BEGIN

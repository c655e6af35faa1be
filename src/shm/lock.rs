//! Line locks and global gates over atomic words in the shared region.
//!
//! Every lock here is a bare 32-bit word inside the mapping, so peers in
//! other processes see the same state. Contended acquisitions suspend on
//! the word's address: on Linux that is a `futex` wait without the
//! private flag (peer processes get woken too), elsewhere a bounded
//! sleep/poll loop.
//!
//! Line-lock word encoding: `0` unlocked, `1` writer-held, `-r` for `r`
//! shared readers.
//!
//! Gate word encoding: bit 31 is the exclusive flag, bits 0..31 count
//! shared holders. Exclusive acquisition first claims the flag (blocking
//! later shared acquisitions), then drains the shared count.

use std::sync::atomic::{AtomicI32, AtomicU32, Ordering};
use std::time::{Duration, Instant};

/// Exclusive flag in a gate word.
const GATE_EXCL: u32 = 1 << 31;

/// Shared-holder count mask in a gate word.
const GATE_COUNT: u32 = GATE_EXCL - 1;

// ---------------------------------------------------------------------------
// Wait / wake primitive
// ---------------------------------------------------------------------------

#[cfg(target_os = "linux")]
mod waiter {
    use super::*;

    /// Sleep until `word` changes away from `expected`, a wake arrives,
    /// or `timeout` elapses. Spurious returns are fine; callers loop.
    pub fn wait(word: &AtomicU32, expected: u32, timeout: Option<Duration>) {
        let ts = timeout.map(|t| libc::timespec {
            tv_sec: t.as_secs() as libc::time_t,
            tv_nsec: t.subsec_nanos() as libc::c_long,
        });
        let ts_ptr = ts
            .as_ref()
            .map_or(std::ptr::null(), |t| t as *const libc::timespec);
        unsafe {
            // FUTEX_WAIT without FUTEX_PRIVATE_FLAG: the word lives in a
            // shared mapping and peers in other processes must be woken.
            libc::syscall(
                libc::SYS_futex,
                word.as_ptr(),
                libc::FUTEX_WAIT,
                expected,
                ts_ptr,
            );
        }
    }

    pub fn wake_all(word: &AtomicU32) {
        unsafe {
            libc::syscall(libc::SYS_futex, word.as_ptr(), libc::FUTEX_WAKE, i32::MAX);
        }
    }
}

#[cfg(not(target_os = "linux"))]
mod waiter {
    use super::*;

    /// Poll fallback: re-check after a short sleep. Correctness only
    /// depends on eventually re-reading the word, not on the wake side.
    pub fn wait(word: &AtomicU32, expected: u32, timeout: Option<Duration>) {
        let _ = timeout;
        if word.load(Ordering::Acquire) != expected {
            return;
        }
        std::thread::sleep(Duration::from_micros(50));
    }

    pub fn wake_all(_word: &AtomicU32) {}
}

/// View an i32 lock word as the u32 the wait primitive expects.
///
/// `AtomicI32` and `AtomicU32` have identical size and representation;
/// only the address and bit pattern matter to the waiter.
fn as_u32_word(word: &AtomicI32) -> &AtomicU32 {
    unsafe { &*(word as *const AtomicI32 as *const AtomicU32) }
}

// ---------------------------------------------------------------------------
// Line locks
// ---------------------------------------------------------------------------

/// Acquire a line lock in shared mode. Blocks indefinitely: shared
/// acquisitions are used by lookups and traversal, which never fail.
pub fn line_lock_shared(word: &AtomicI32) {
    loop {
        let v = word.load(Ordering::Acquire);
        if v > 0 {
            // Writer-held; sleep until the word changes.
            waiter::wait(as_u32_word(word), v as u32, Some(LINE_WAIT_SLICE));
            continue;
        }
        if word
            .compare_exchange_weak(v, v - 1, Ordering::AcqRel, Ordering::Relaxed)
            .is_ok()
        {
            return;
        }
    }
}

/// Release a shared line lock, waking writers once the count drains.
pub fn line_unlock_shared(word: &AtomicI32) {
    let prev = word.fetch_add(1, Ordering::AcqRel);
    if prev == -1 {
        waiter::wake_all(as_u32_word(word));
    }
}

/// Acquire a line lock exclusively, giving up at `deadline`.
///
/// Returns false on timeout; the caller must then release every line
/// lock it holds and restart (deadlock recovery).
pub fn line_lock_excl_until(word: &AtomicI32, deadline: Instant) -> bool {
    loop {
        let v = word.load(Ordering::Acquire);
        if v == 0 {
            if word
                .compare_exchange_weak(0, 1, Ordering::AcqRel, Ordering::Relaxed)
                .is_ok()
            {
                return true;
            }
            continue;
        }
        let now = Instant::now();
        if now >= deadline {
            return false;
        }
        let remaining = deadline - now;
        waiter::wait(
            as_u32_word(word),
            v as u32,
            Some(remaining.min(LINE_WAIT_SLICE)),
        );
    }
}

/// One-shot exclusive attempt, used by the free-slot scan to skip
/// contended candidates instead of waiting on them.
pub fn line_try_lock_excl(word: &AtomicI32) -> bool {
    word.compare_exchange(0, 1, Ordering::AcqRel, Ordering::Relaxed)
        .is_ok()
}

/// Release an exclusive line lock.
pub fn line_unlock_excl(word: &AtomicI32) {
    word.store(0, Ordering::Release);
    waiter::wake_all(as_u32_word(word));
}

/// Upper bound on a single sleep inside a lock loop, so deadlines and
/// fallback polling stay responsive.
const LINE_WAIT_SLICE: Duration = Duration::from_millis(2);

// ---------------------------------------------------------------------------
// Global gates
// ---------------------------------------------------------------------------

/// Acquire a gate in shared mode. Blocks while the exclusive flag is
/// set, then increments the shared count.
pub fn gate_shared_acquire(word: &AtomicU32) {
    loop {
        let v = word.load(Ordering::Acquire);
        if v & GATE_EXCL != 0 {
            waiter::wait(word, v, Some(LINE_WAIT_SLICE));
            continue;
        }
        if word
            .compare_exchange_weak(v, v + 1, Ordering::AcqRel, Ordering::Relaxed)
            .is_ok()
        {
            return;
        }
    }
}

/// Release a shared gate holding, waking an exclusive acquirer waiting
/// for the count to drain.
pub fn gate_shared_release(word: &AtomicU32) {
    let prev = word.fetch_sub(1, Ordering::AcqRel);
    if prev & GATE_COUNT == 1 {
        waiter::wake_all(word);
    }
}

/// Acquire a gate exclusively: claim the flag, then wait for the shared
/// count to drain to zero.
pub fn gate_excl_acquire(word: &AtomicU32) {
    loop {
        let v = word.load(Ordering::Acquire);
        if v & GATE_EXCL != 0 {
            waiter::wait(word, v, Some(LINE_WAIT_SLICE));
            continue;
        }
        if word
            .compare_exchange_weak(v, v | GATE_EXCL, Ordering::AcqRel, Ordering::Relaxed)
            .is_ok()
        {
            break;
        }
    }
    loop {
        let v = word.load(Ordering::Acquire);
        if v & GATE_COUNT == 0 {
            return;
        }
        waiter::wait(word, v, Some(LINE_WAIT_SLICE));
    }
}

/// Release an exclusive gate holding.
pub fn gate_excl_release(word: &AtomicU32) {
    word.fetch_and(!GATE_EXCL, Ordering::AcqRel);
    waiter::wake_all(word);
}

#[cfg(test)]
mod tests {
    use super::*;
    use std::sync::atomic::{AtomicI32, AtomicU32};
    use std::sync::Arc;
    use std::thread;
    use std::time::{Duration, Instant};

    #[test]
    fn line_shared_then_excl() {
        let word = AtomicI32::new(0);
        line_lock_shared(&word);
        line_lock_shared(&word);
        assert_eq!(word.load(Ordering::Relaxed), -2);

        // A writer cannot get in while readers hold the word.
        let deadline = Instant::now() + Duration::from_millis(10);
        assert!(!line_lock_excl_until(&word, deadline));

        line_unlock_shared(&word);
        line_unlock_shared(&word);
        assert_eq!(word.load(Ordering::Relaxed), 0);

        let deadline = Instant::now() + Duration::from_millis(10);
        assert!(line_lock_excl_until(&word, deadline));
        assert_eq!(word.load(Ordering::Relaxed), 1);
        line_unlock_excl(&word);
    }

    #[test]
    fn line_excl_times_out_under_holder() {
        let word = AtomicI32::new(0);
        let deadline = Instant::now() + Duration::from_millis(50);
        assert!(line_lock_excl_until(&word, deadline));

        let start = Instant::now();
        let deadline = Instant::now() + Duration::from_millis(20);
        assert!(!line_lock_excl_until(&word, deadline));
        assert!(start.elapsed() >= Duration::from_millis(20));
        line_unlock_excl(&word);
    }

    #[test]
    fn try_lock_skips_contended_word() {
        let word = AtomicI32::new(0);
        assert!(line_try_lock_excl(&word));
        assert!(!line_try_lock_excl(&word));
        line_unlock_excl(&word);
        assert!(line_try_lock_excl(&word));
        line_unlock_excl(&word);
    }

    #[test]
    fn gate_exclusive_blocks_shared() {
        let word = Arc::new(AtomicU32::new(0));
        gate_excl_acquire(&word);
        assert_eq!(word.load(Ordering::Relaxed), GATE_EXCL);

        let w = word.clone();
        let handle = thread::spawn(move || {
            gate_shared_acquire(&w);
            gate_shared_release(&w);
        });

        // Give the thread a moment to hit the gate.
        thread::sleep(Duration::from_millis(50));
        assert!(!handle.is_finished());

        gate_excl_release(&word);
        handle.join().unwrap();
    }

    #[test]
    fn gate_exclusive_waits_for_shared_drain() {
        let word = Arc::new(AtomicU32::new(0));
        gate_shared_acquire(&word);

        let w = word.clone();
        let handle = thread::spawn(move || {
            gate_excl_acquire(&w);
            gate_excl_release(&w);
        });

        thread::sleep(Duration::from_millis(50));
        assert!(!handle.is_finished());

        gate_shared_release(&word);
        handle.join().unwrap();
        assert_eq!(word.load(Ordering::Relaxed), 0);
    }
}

END

*Your goal*:
Select all lines in the listing above where the word "held" appears, and show them.

*Solution to the exercise*:
//! Line-lock word encoding: `0` unlocked, `1` writer-held, `-r` for `r`
            // Writer-held; sleep until the word changes.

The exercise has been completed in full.